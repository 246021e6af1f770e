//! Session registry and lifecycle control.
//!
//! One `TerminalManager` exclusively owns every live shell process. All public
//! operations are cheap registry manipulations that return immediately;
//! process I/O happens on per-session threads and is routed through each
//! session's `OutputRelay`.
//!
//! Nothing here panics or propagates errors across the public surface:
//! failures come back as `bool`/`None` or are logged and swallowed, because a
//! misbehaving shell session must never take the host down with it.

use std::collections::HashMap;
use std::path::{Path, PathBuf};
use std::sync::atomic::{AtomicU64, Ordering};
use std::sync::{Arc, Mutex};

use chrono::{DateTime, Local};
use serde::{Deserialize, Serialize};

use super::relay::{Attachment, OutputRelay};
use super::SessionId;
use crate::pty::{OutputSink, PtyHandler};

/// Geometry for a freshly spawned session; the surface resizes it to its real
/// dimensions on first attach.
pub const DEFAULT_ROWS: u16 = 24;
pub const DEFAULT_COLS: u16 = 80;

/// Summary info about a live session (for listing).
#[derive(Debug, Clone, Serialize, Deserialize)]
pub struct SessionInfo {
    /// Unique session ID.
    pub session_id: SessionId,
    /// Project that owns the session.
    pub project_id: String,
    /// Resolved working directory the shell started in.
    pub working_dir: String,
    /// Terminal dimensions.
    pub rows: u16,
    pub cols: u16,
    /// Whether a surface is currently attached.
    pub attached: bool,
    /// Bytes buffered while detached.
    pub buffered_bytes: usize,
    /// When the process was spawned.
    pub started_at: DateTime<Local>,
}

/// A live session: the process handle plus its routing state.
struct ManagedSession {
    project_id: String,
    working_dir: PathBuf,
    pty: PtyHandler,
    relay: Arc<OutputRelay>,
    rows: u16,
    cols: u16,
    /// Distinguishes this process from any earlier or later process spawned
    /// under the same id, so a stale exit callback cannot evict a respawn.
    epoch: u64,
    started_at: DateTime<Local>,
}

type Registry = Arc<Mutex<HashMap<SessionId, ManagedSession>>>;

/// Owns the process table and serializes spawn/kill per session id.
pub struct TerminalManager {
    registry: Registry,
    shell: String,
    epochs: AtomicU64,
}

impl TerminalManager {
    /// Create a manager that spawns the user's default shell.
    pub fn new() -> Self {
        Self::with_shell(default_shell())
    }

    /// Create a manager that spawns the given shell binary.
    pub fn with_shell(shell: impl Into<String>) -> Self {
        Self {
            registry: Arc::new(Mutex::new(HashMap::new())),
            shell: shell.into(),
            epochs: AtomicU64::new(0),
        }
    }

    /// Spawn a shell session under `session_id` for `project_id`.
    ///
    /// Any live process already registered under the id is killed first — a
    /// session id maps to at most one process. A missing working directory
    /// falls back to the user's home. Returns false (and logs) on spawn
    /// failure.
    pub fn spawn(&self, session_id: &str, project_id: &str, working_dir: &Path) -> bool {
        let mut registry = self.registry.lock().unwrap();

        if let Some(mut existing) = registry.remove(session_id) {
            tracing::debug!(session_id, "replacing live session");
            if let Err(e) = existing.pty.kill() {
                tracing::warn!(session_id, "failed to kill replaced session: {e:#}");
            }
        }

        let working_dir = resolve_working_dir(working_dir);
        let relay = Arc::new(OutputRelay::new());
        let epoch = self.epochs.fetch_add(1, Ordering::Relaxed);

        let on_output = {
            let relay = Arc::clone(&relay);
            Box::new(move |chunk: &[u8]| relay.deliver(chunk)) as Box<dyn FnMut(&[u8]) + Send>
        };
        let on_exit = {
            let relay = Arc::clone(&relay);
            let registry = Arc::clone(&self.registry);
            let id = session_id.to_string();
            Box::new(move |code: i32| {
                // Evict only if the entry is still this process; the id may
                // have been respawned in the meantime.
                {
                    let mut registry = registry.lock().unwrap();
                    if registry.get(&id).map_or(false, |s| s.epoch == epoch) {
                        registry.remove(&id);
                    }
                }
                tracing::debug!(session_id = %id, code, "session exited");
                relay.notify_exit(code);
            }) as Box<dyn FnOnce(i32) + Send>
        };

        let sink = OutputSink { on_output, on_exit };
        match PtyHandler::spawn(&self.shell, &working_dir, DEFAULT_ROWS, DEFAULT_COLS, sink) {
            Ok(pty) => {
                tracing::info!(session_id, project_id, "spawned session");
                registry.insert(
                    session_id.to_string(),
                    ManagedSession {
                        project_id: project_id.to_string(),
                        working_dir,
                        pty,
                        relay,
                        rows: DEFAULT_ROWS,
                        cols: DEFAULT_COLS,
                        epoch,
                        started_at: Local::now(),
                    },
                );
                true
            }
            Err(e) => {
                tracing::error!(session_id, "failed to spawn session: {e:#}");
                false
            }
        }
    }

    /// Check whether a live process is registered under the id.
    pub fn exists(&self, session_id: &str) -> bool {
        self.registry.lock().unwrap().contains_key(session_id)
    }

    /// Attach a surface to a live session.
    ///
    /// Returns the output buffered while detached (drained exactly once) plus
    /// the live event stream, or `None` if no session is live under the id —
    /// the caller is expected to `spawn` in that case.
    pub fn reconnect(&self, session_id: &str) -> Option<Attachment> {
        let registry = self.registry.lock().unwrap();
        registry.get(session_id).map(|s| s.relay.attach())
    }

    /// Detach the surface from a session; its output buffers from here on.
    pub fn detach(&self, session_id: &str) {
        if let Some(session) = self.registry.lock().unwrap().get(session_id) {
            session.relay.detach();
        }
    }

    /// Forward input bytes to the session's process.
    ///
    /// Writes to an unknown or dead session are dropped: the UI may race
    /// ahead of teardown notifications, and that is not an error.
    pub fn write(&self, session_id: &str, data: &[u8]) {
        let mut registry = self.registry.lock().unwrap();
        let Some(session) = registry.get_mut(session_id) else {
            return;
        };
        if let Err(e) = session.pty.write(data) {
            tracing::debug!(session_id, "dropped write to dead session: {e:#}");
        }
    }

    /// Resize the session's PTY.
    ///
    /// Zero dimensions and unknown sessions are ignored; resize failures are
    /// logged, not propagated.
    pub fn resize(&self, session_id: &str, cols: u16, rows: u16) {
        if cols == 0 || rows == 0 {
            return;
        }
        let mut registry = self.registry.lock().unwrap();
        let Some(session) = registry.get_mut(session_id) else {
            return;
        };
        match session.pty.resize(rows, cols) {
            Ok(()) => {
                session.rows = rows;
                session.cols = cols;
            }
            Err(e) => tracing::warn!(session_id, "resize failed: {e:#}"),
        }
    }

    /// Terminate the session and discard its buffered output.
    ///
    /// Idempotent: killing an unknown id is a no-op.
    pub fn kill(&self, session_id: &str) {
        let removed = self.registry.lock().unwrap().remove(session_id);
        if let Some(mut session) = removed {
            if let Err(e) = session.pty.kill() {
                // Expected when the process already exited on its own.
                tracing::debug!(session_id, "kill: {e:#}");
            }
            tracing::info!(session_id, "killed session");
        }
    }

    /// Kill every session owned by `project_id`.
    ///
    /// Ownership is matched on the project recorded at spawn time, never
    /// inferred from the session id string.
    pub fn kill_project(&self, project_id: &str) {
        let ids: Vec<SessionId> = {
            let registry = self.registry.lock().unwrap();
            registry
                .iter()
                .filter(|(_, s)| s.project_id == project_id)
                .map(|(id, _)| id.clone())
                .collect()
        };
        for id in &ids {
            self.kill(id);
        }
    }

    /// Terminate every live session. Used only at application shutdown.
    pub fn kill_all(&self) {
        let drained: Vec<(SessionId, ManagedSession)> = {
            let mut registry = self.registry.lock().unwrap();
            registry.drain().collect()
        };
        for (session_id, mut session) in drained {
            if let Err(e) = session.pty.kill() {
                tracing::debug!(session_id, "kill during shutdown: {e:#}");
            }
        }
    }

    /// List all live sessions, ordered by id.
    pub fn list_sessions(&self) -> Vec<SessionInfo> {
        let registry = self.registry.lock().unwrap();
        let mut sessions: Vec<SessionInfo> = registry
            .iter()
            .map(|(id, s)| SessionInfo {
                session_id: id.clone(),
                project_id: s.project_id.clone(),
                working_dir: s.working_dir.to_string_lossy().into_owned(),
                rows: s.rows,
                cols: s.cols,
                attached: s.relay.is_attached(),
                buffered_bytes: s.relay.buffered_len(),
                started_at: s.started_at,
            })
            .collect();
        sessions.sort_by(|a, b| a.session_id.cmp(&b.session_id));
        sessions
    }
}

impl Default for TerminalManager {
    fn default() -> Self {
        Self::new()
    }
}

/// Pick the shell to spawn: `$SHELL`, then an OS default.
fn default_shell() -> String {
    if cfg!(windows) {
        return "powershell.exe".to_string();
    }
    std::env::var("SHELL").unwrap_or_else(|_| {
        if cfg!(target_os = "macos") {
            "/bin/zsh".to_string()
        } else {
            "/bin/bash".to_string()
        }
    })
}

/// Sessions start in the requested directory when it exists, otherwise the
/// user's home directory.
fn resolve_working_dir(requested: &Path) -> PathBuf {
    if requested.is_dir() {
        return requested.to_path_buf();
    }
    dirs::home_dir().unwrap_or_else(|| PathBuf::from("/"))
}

────────

◆ Exercise requirements
If a line above holds "shutdown", count it; say how many such lines there are and nothing else.

◆ Exercise output
2